12 Nov, 14 | by tomfardon
I was speaking at a local educational meeting in Perth last night, the topic being COPD, as it usually is at the moment. Every month another inhaler is released, another device, another pharma company courting our prescribing pens, another combination of drugs. So when I’m asked to go out to speak to our primary cary colleagues, it’s usually about this ever expanding world of therapeutic options. The biggest current controversy has to be the apparent contradiction that ICD/LABA has been shown to reduce all cause mortality (p=0.052), reduce exacerbation rates, slow the rate of FEV1 decline, and improve quality of life, but also been shown to increase pneumonia rates in large meta-analyses, as well as individually in large studies. At the end of my little show, I’m aways asked “Double, or Triple therapy?” LABA/LAMA or LABA/LAMA/ICS?
The recent WISDOM study announced at the recent ERS, and published simultaneously in the NEJM, attempted to answer that specific question. Over 2000 patients run in on triple therapy, were randomised to stepwise withdrawal of the ICS, or continuation of triple therapy. Over a 12 month study period, the primary outcome was time to first moderate or severe exacerbation of COPD. There was no difference between either arm – withdrawal of the ICS made no difference.

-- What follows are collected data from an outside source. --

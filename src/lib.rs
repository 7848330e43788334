//! Puc Rush - A chain-matching arcade game in a circular gravity well
//!
//! Core modules:
//! - `sim`: Simulation core (physics, selection, matching, fever, session clock)
//! - `tuning`: Data-driven game balance
//! - `autoplay`: Demo player that finds and plays legal chains
//! - `highscores`: In-memory leaderboard
//! - `web`: wasm-bindgen surface for a browser host

pub mod autoplay;
pub mod highscores;
pub mod sim;
pub mod tuning;
#[cfg(target_arch = "wasm32")]
pub mod web;

pub use highscores::HighScores;
pub use sim::{GameEvent, Phase, Session, Snapshot};
pub use tuning::{Tuning, TuningError};

use glam::Vec2;

/// Game configuration constants
///
/// These are the defaults behind [`Tuning`]; the simulation reads the live
/// values from the session's tuning, never from here directly.
pub mod consts {
    /// Reference frame rate that per-frame damping is expressed against
    pub const REFERENCE_FPS: f32 = 60.0;
    /// Largest physics step taken from one host frame (seconds)
    pub const MAX_PHYSICS_DT: f32 = 0.1;

    /// Piece geometry
    pub const BASE_RADIUS: f32 = 24.0;
    pub const TIER_SCALE_FACTOR: f32 = 1.08;
    pub const MAX_TIER: u8 = 20;
    /// Points threshold separating merge from overflow
    pub const MAX_VISIBLE_TIER: u32 = 10;

    /// Arena dimensions (centered on the origin)
    pub const PLAY_RADIUS: f32 = 288.0;
    pub const INNER_RADIUS: f32 = 32.0;

    /// Gravity well (acceleration toward center, units/s²)
    pub const CENTER_ATTRACTION: f32 = 240.0;
    /// Distance at which the inverse-distance boost equals 1
    pub const ATTRACTION_REFERENCE: f32 = 150.0;
    pub const MAX_ATTRACTION_BOOST: f32 = 4.0;
    pub const DISTANCE_EPSILON: f32 = 1.0e-3;

    /// Motion
    pub const DAMPING: f32 = 0.98;
    pub const MAX_SPEED: f32 = 600.0;
    pub const RESTITUTION: f32 = 0.5;

    /// Chain adjacency, in multiples of BASE_RADIUS
    pub const CONNECTION_RANGE: f32 = 3.0;

    /// Session
    pub const SESSION_LENGTH: f32 = 60.0;
    pub const FEVER_THRESHOLD: f32 = 100.0;
    pub const FEVER_DURATION: f32 = 8.0;
    pub const REMOVAL_DELAY: f32 = 0.3;
    pub const INITIAL_POPULATION: usize = 48;

    /// Replacement spawns land on a ring at this fraction of the play radius
    pub const SPAWN_RING_FRACTION: f32 = 0.8;
    pub const SPAWNS_PER_FRAME: u32 = 1;
    /// Spawn weights for tiers 1..=5
    pub const SPAWN_TIER_WEIGHTS: [u32; 5] = [40, 30, 15, 10, 5];
}

/// Convert polar (r, theta) to cartesian (x, y)
#[inline]
pub fn polar_to_cartesian(r: f32, theta: f32) -> Vec2 {
    Vec2::new(r * theta.cos(), r * theta.sin())
}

Great study. But not perfect. I’d like to see a ‘real world’ study that covers the same withdrawal of steroids protocol. In this study patients were run in on triple therapy whether they needed it or not. Stopping the ICS in those patients who didn’t need it would predictably not lead to much… I’d like to take patients with COPD in the real world who have been escalated to triple therapy, and withdraw their ICS, see what happens. This was done in asthma about 10 years ago, in a primary care environment – ICS was halved in a real world population, and nothing happened. I should dig out that reference. And the study still accepted all-comers with COPD, with no attempt to separate the phenotypic groups within the heterogeny of COPD. I’d like to see the individual patient data – some patients must have deteriorated on withdrawal of ICS, because we see that it real life. Don’t we?
The inhaler landscape gets more colourful, and of varied shapes in the next few months – we’ve been waiting for the first LABA/LAMA to market, and we’ll see what is it soon enough. In my doctor-lifetime the evidence based medicine guidance has gone from LABA then LABA/ICS then LABA/LAMA/ICS; to LAMA then LAMA/LABA/ICS and no LABA/LANMA option at all; to what will soon be (I’m sure) LAMA then LAMA/LABA, then LAMA/LABA/ICS for a very select few.